Obiecanki (felieton z 04.09.2015)
Czy można komuś obiecać, dajmy na to, 13,5 miliona złotych i wcale tych pieniędzy nie mieć? Oczywiście, że można! Wystarczy tylko spełnić kilka warunków. Po pierwsze te pieniądze powinny być publiczne, po drugie trzeba trzymać język za zębami, a po trzecie znaleźć kogo, kto taką obietnicę złoży za Ciebie. Reszta to tylko kwestia wyobraźni i odrobiny wprawy.
Dlaczego akurat 13,5 miliona? Bo dokładnie tyle władze Łodzi obiecały organizatorom festiwalu Transatlantyk. Choć właściwie nie władze miasta. Tak naprawdę to powołane kilka miesięcy temu Łódzkie Centrum Wydarzeń, które powstało między innymi właśnie po to, żeby takie obietnice łatwiej można było składać. Przecież miasto nie może nic obiecać, jeśli nie ma odpowiedniej sumy zapisanej w budżecie i jeśli nie zgodzą się na to radni. A radni jak wiadomo marudzą i nie zawsze chcą wydawać publiczne pieniądze na to, co władza sobie wymyśli. ŁCW to już zupełnie inna bajka. To instytucja kultury, która teoretycznie może sobie pieniądze zarobić i wcale nie musi brać nic z miejskiej kasy, więc przepisy pozwalają. Co z tego, że pieniądze, które obiecała i tak weźmie z naszych pieniędzy? Jeśli radni w kolejnych latach nie zgodzą się na przekazanie odpowiedniej kwoty, to ŁCW, które podpisało umowę z Transatlantykiem, zostanie zlikwidowane, a jego zobowiązania przejmie oczywiście miasto. Tak czy inaczej klamka zapadła i złotówki z kieszeni łodzian trafią do organizatorów festiwalu. Oczywiście miejscy prawnicy zapewniają, że interes miasta jest zabezpieczony i że umowę w razie czego będzie można zerwać. Ale jak ta umowa jest skonstruowana? Tego poza władzami i prawnikami nikt na razie nie wie. Poza tym trudno mi sobie wyobrazić, żeby koalicja, która działa jak sprawna maszynka do głosowania mogła tych pieniędzy w następnych latach nie przyznać. I w ten oto właśnie sposób władze Łodzi obiecały 13,5 miliona z budżetu bez choćby drobnego pytania czy można? tych, którzy na ten budżet się składają. Wcale się nie upieram być może festiwal Transatlantyk jest tyle warty i może opłaci się jego sprowadzenie do Łodzi. Być może. Problem polega jednak na tym, że o wydaniu tak dużej kwoty zdecydowano arbitralnie zgrabnie obchodząc przepisy mówiące, że to reprezentanci łodzian powinni zatwierdzić ostatecznie podobne wydatki.

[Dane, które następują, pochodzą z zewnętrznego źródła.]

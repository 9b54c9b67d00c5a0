//! Cache layer error types

use thiserror::Error;

/// Message carried by every [`CacheError::Unavailable`].
pub const CACHE_DOWN_MESSAGE: &str = "The cache server is down";

/// Cache layer errors
#[derive(Debug, Clone, PartialEq, Eq, Error)]
pub enum CacheError {
    #[error("{message} ({code}): {reason}")]
    Unavailable {
        code: String,
        message: String,
        reason: String,
    },

    #[error("Cache transport error: {0}")]
    Transport(String),

    #[error("{0} not found")]
    KeyNotFound(String),

    #[error("Serialization error: {0}")]
    Serialization(String),

    #[error("Invalid input: {0}")]
    InvalidInput(String),

    #[error("Cache connection closed")]
    Closed,
}

impl CacheError {
    /// Build the "cache service down" failure with the configured error code.
    pub fn unavailable(code: impl Into<String>, reason: impl Into<String>) -> Self {
        Self::Unavailable {
            code: code.into(),
            message: CACHE_DOWN_MESSAGE.to_string(),
            reason: reason.into(),
        }
    }

    /// HTTP-style status code callers can map this error to
    #[must_use]
    pub const fn status_code(&self) -> u16 {
        match self {
            Self::Unavailable { .. } | Self::Closed => 503,
            Self::Transport(_) => 502,
            Self::KeyNotFound(_) => 404,
            Self::Serialization(_) => 500,
            Self::InvalidInput(_) => 400,
        }
    }

    /// Stable machine-readable error code
    #[must_use]
    pub fn error_code(&self) -> &str {
        match self {
            Self::Unavailable { code, .. } => code,
            Self::Transport(_) => "CACHE_TRANSPORT_ERROR",
            Self::KeyNotFound(_) => "KEY_NOT_FOUND",
            Self::Serialization(_) => "SERIALIZATION_ERROR",
            Self::InvalidInput(_) => "INVALID_INPUT",
            Self::Closed => "CACHE_CLOSED",
        }
    }

    /// True for the miss signal, never for transport failures.
    #[must_use]
    pub const fn is_not_found(&self) -> bool {
        matches!(self, Self::KeyNotFound(_))
    }
}

impl From<serde_json::Error> for CacheError {
    fn from(err: serde_json::Error) -> Self {
        Self::Serialization(err.to_string())
    }
}

#[cfg(feature = "redis")]
impl From<redis::RedisError> for CacheError {
    fn from(err: redis::RedisError) -> Self {
        Self::Transport(err.to_string())
    }
}

pub type Result<T> = std::result::Result<T, CacheError>;

#[cfg(test)]
mod tests {
    use super::*;

    #[test]
    fn test_key_not_found_message_names_key() {
        let err = CacheError::KeyNotFound("sec:abc".to_string());
        assert_eq!(err.to_string(), "sec:abc not found");
        assert!(err.is_not_found());
        assert_eq!(err.status_code(), 404);
    }

    #[test]
    fn test_unavailable_carries_configured_code() {
        let err = CacheError::unavailable("CACHING_DOWN", "connection refused");
        assert_eq!(err.status_code(), 503);
        assert_eq!(err.error_code(), "CACHING_DOWN");
        assert!(!err.is_not_found());
        assert!(err.to_string().starts_with(CACHE_DOWN_MESSAGE));
    }

    #[test]
    fn test_serde_error_maps_to_serialization() {
        let err: CacheError = serde_json::from_str::<u32>("not json").unwrap_err().into();
        assert!(matches!(err, CacheError::Serialization(_)));
    }
}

Cała procedura jest oczywiście zgodna z prawem i nikt nie jest w stanie się do niczego przyczepić. Niesmak jednak pozostaje. Coraz częściej naturalnym staje się, że publiczne pieniądze wypływają z budżetu bez większej kontroli. Samorządy dopłacają liniom lotniczym, żeby te obsługiwały połączenia z regionalnych lotnisk, albo płacą festiwalom, które idą do tego miasta, które da im więcej pieniędzy. I w ten oto całkiem legalny sposób z naszych kieszeni wykładamy ogromne pieniądze na prywatne firmy, albo przedsięwzięcia, mimo że nikt nas o zdanie nie pyta.